If you can provide evidence that shows a Will has been forged, or the person who made the Will signature has been forged, then this will result in the will being invalid.

Fraudulent activity is an extremely serious allegation and should not be raised unless you have real evidence to support your allegation.  This is why extensive enquiries are usually carried out before any allegation of fraud is made.  Typically, these investigations involve contacting witnesses, friends and family, as well as the draftsman of the Will.

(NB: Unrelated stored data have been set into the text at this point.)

use std::collections::BTreeSet;

use once_cell::sync::Lazy;
use regex::Regex;

use navigator_core::domain::agent::AgentId;

static LOCATION_PHRASE: Lazy<Regex> = Lazy::new(|| {
    Regex::new(concat!(
        r"(?i:\b(?:near|in|around|close\s+to|outside(?:\s+of)?|within\s+\d+\s+miles\s+of)\s+)",
        r"([A-Z][a-zA-Z.'-]+(?:\s+[A-Z][a-zA-Z.'-]+){0,3}(?:,\s*[A-Z]{2}\b)?)",
    ))
    .expect("invalid LOCATION_PHRASE regex")
});

static BARE_LOCATION: Lazy<Regex> = Lazy::new(|| {
    Regex::new(r"^([A-Z][a-zA-Z.'-]+(?:\s+[A-Z][a-zA-Z.'-]+){0,3}(?:,\s*[A-Za-z]{2})?)\.?$")
        .expect("invalid BARE_LOCATION regex")
});

static ZIP_CODE: Lazy<Regex> =
    Lazy::new(|| Regex::new(r"\b\d{5}(?:-\d{4})?\b").expect("invalid ZIP_CODE regex"));

static PREFERRED_TIME: Lazy<Regex> = Lazy::new(|| {
    Regex::new(
        r"(?ix)
        \b(?:
            (?:next\s+)?(?:monday|tuesday|wednesday|thursday|friday|saturday|sunday)
          | tomorrow
          | today
        )
        (?:\s+(?:morning|afternoon|evening))?
        (?:\s+(?:at\s+)?\d{1,2}(?::\d{2})?\s*(?:am|pm))?
        | \b\d{1,2}(?::\d{2})?\s*(?:am|pm)\b
        | \b\d{1,2}/\d{1,2}\b",
    )
    .expect("invalid PREFERRED_TIME regex")
});

static NUMBERED_CHOICE: Lazy<Regex> = Lazy::new(|| {
    Regex::new(r"(?i)\b(?:option|number|no\.|#)\s*([1-5])\b")
        .expect("invalid NUMBERED_CHOICE regex")
});

const NON_LOCATION_WORDS: &[&str] = &[
    "monday", "tuesday", "wednesday", "thursday", "friday", "saturday", "sunday", "january",
    "february", "march", "april", "may", "june", "july", "august", "september", "october",
    "november", "december", "yes", "no", "hi", "hello", "hey", "thanks", "ok", "okay", "sure",
    "aetna", "cigna", "medicaid", "medicare", "humana", "kaiser", "tricare", "anthem",
];

const GREETINGS: &[&str] =
    &["hi", "hello", "hey", "good", "morning", "afternoon", "evening", "there", "howdy"];

const WRAP_UP_PHRASES: &[&str] = &[
    "that's all",
    "thats all",
    "that is all",
    "that's it",
    "i'm done",
    "im done",
    "all set",
    "no thanks",
    "nothing else",
    "goodbye",
    "bye",
];

const AFFIRMATIONS: &[&str] = &["yes", "yeah", "yep", "sure", "ok", "okay", "please", "definitely"];

const NEGATIONS: &[&str] = &["no", "not", "don't", "dont", "nope"];

const REQUEST_VERBS: &[&str] = &[
    "find", "search", "locate", "look", "looking", "book", "schedule", "reschedule", "verify",
    "check", "remind", "send", "message", "contact", "fill", "start",
];

/// What the user is asking the navigator to do.
#[derive(Clone, Copy, Debug, PartialEq, Eq)]
pub enum ServiceNeed {
    FindFacility,
    VerifyInsurance,
    Schedule,
    Intake,
    Reminder,
    Communicate,
}

impl ServiceNeed {
    pub fn agent(&self) -> AgentId {
        match self {
            Self::FindFacility => AgentId::FacilitySearch,
            Self::VerifyInsurance => AgentId::InsuranceVerification,
            Self::Schedule => AgentId::Scheduler,
            Self::Intake => AgentId::IntakeForm,
            Self::Reminder => AgentId::Reminder,
            Self::Communicate => AgentId::Communication,
        }
    }

    pub fn as_str(&self) -> &'static str {
        match self {
            Self::FindFacility => "find_facility",
            Self::VerifyInsurance => "verify_insurance",
            Self::Schedule => "schedule",
            Self::Intake => "intake",
            Self::Reminder => "reminder",
            Self::Communicate => "communicate",
        }
    }
}

#[derive(Clone, Debug, PartialEq, Eq)]
pub struct ExtractedIntent {
    pub need: Option<ServiceNeed>,
    pub location: Option<String>,
    pub service_filters: Vec<String>,
    pub payers: Vec<String>,
    pub preferred_time: Option<String>,
    pub urgency: Option<String>,
    /// Zero-based pick from a previously listed set of results.
    pub facility_choice: Option<usize>,
    pub wraps_up: bool,
    pub is_greeting: bool,
    /// The message contains an action verb, not just a topic.
    pub is_explicit_request: bool,
    /// A plain "yes" or "ok" to the last question.
    pub affirms: bool,
}

impl ExtractedIntent {
    /// A different specialist should take over from `current`.
    pub fn redirect_from(&self, current: AgentId) -> Option<AgentId> {
        let target = self.need?.agent();
        (self.is_explicit_request && target != current).then_some(target)
    }
}

#[derive(Clone, Debug, Default)]
pub struct IntentExtractor;

impl IntentExtractor {
    pub fn new() -> Self {
        Self
    }

    pub fn extract(&self, text: &str) -> ExtractedIntent {
        let normalized_text = normalize_text(text);
        let tokens = tokenize(&normalized_text);

        let location = extract_location(text);
        let service_filters = extract_service_filters(&normalized_text, &tokens);
        let payers = extract_payers(&normalized_text, &tokens);
        let preferred_time = extract_preferred_time(text);
        let urgency = extract_urgency(&normalized_text);
        let facility_choice = extract_facility_choice(text, &tokens);
        let need = classify_need(&normalized_text, &tokens, location.is_some(), &service_filters);
        let wraps_up = WRAP_UP_PHRASES.iter().any(|phrase| contains_phrase(&tokens, phrase));
        let is_greeting =
            !tokens.is_empty() && tokens.iter().all(|token| GREETINGS.contains(&token.as_str()));
        let is_explicit_request =
            need.is_some() && tokens.iter().any(|token| REQUEST_VERBS.contains(&token.as_str()));

        let affirms = !wraps_up
            && any_token(&tokens, AFFIRMATIONS)
            && !any_token(&tokens, NEGATIONS);

        ExtractedIntent {
            need,
            location,
            service_filters,
            payers,
            preferred_time,
            urgency,
            facility_choice,
            wraps_up,
            is_greeting,
            is_explicit_request,
            affirms,
        }
    }

    /// Reads a reply that is nothing but a place, e.g. "Decatur, GA" or "30303".
    pub fn parse_bare_location(&self, text: &str) -> Option<String> {
        let trimmed = text.trim();
        if let Some(zip) = ZIP_CODE.find(trimmed) {
            if zip.as_str().len() + 1 >= trimmed.len() {
                return Some(zip.as_str().to_string());
            }
        }
        let captures = BARE_LOCATION.captures(trimmed)?;
        let place = captures.get(1)?.as_str().trim();
        let first_word = place.split_whitespace().next().unwrap_or_default().to_ascii_lowercase();
        if NON_LOCATION_WORDS.contains(&first_word.trim_end_matches(',')) {
            return None;
        }
        Some(place.to_string())
    }
}

fn normalize_text(text: &str) -> String {
    text.to_ascii_lowercase().replace('’', "'")
}

fn tokenize(text: &str) -> Vec<String> {
    let mut sanitized = String::with_capacity(text.len());
    for character in text.chars() {
        if character.is_ascii_alphanumeric() || matches!(character, '\'' | '-' | '/') {
            sanitized.push(character);
        } else {
            sanitized.push(' ');
        }
    }
    sanitized.split_whitespace().map(|token| token.to_string()).collect()
}

fn contains_phrase(tokens: &[String], phrase: &str) -> bool {
    let words = phrase.split_whitespace().collect::<Vec<_>>();
    if words.is_empty() || words.len() > tokens.len() {
        return false;
    }
    tokens.windows(words.len()).any(|window| window.iter().zip(&words).all(|(a, b)| a == b))
}

fn any_token(tokens: &[String], candidates: &[&str]) -> bool {
    tokens.iter().any(|token| candidates.contains(&token.as_str()))
}

fn extract_location(text: &str) -> Option<String> {
    let from_phrase = LOCATION_PHRASE.captures_iter(text).find_map(|captures| {
        let place = captures.get(1)?.as_str().trim().trim_end_matches('.');
        let first_word = place.split_whitespace().next()?.to_ascii_lowercase();
        (!NON_LOCATION_WORDS.contains(&first_word.trim_end_matches(',')))
            .then(|| place.to_string())
    });
    from_phrase.or_else(|| ZIP_CODE.find(text).map(|zip| zip.as_str().to_string()))
}

fn extract_service_filters(normalized_text: &str, tokens: &[String]) -> Vec<String> {
    let mut filters = BTreeSet::new();

    if any_token(tokens, &["detox", "detoxification", "withdrawal", "withdrawals"]) {
        filters.insert("detox");
    }
    if any_token(tokens, &["outpatient", "iop", "php"]) {
        filters.insert("outpatient");
    }
    if any_token(tokens, &["residential", "inpatient", "live-in"]) {
        filters.insert("residential");
    }
    if any_token(tokens, &["mat", "suboxone", "methadone", "buprenorphine", "vivitrol"])
        || normalized_text.contains("medication-assisted")
        || normalized_text.contains("medication assisted")
    {
        filters.insert("mat");
    }
    if normalized_text.contains("mental health")
        || any_token(tokens, &["therapy", "counseling", "psychiatric", "depression", "anxiety"])
    {
        filters.insert("mental_health");
    }
    if any_token(tokens, &["teen", "teens", "adolescent", "adolescents", "youth"]) {
        filters.insert("adolescent");
    }

    filters.into_iter().map(str::to_string).collect()
}

fn extract_payers(normalized_text: &str, tokens: &[String]) -> Vec<String> {
    let mut payers = BTreeSet::new();
    let aliases: [(&str, &[&str]); 9] = [
        ("aetna", &["aetna"]),
        ("cigna", &["cigna"]),
        ("unitedhealthcare", &["unitedhealthcare", "uhc", "united"]),
        ("humana", &["humana"]),
        ("kaiser", &["kaiser"]),
        ("medicaid", &["medicaid"]),
        ("medicare", &["medicare"]),
        ("tricare", &["tricare"]),
        ("anthem", &["anthem"]),
    ];
    for (payer, names) in aliases {
        if any_token(tokens, names) {
            payers.insert(payer);
        }
    }
    if any_token(tokens, &["bcbs"])
        || normalized_text.contains("blue cross")
        || normalized_text.contains("blue shield")
    {
        payers.insert("bcbs");
    }
    payers.into_iter().map(str::to_string).collect()
}

fn extract_preferred_time(text: &str) -> Option<String> {
    PREFERRED_TIME.find(text).map(|found| found.as_str().trim().to_string())
}

fn extract_urgency(normalized_text: &str) -> Option<String> {
    let patterns: [(&str, &[&str]); 3] = [
        ("urgent", &["urgent", "asap", "right away", "immediately", "as soon as possible"]),
        ("soon", &["soon", "this week", "next week"]),
        ("flexible", &["flexible", "no rush", "whenever", "not in a hurry"]),
    ];
    patterns
        .iter()
        .find(|(_, phrases)| phrases.iter().any(|phrase| normalized_text.contains(phrase)))
        .map(|(urgency, _)| (*urgency).to_string())
}

fn extract_facility_choice(text: &str, tokens: &[String]) -> Option<usize> {
    let ordinals: [&[&str]; 5] = [
        &["first", "1st"],
        &["second", "2nd"],
        &["third", "3rd"],
        &["fourth", "4th"],
        &["fifth", "5th"],
    ];
    if let Some(index) = ordinals.iter().position(|names| any_token(tokens, names)) {
        return Some(index);
    }
    NUMBERED_CHOICE
        .captures(text)
        .and_then(|captures| captures.get(1)?.as_str().parse::<usize>().ok())
        .map(|number| number - 1)
}

fn classify_need(
    normalized_text: &str,
    tokens: &[String],
    has_location: bool,
    service_filters: &[String],
) -> Option<ServiceNeed> {
    if any_token(tokens, &["remind", "reminder", "reminders"]) {
        return Some(ServiceNeed::Reminder);
    }
    if any_token(tokens, &["message", "contact", "email"])
        || normalized_text.contains("let them know")
        || normalized_text.contains("reach out")
    {
        return Some(ServiceNeed::Communicate);
    }
    if any_token(tokens, &["schedule", "book", "appointment", "appt", "reschedule"]) {
        return Some(ServiceNeed::Schedule);
    }
    if any_token(tokens, &["intake", "form", "forms", "paperwork", "questionnaire"]) {
        return Some(ServiceNeed::Intake);
    }

    let asks_insurance = any_token(
        tokens,
        &["insurance", "insured", "covered", "coverage", "accept", "accepts", "in-network"],
    ) || normalized_text.contains("take my")
        || !extract_payers(normalized_text, tokens).is_empty();
    let asks_facility = has_location
        || !service_filters.is_empty()
        || any_token(
            tokens,
            &[
                "facility", "facilities", "center", "centers", "clinic", "clinics", "rehab",
                "program", "programs", "treatment", "provider", "providers", "sober",
            ],
        );

    match (asks_insurance, asks_facility) {
        (true, true) if has_location => Some(ServiceNeed::FindFacility),
        (true, _) => Some(ServiceNeed::VerifyInsurance),
        (false, true) => Some(ServiceNeed::FindFacility),
        (false, false) => None,
    }
}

Often, a fraudulent will follows suspicious and fraudulent activity during the testator’s life time.  Things like financial documents and bank statements can help to reveal suspicious activity.

Wills Act 1837

To ensure that a will is valid, it must comply with section 9 of the Wills Act 1837.  This includes:

  • The will must be completed in writing by the Testator
  • The Testator must have intended for the will to be valid with his/her signature
  • The signature of the testator must be acknowledged by two witnesses
  • Both witnesses are also required to sign the will in the presence of the testator

Lack of Knowledge and Approval

If a will has been created in suspicious circumstances, but there is insufficient evidence to prove that undue influence was used, to be valid, the Court must be completely satisfied that the testator approved of and understood all of the contents of the will.

In a situation where the deceased possessed the right mental faculties to create  valid will, the will will stand. However, there are a number of circumstances, which we will detail below, where it must be demonstrated that the testator had the necessary knowledge required to understand the content of their will:

  • If the testator is unable to write, speak or is paralysed
  • Is deaf/and or dumb
  • Blind or illiterate
  • The will was allegedly signed by another person at the discretion of the testator

Is Contesting a Will Costly?

Like any form of litigation, disputes surrounding inheritance can become extremely costly.  In fact, will or probate disputes can be more expensive than other forms of litigation because of the high levels of investigation required.  There is no average cost when it comes to contesting a will as each case is unique.  You will likely want to enlist the help of a solicitor with a proven track record in will and probate disputes.

Before any proceedings, it is important that you consider any cost implications at the outset.  Many solicitors now offer a ‘no win no fee’ option, so you will only pay out if you win your case. An example of where you can get advice on contesting a will can be seen through The Inheritance Experts who are UK wide specialists in will and probate disputes and can offer a fast and free initial consultation.

If you think that there are grounds for you to contest the will of a relative or friend after it has gone through probate, it is vital that you seek out legal advice with solicitors like those mentioned above as quickly as possible.  This is mainly because if you submit a claim through the Inheritance Act 1975, then you have a limit of 6 months after the Grant of Probate to contest the will.  The time limits to contest a will are always dependent on the individual circumstances of each case and the grounds that you wish to contest.  With any inheritance dispute, the quicker you seek legal advice the better.

One of the easiest ways to protect your interests and make sure that the wishes of the deceased are carried out is to seek out legal advice if you suspect there is something wrong with a will. This will help to give you peace of mind, and if there is something amiss, you will be able to rectify it quickly.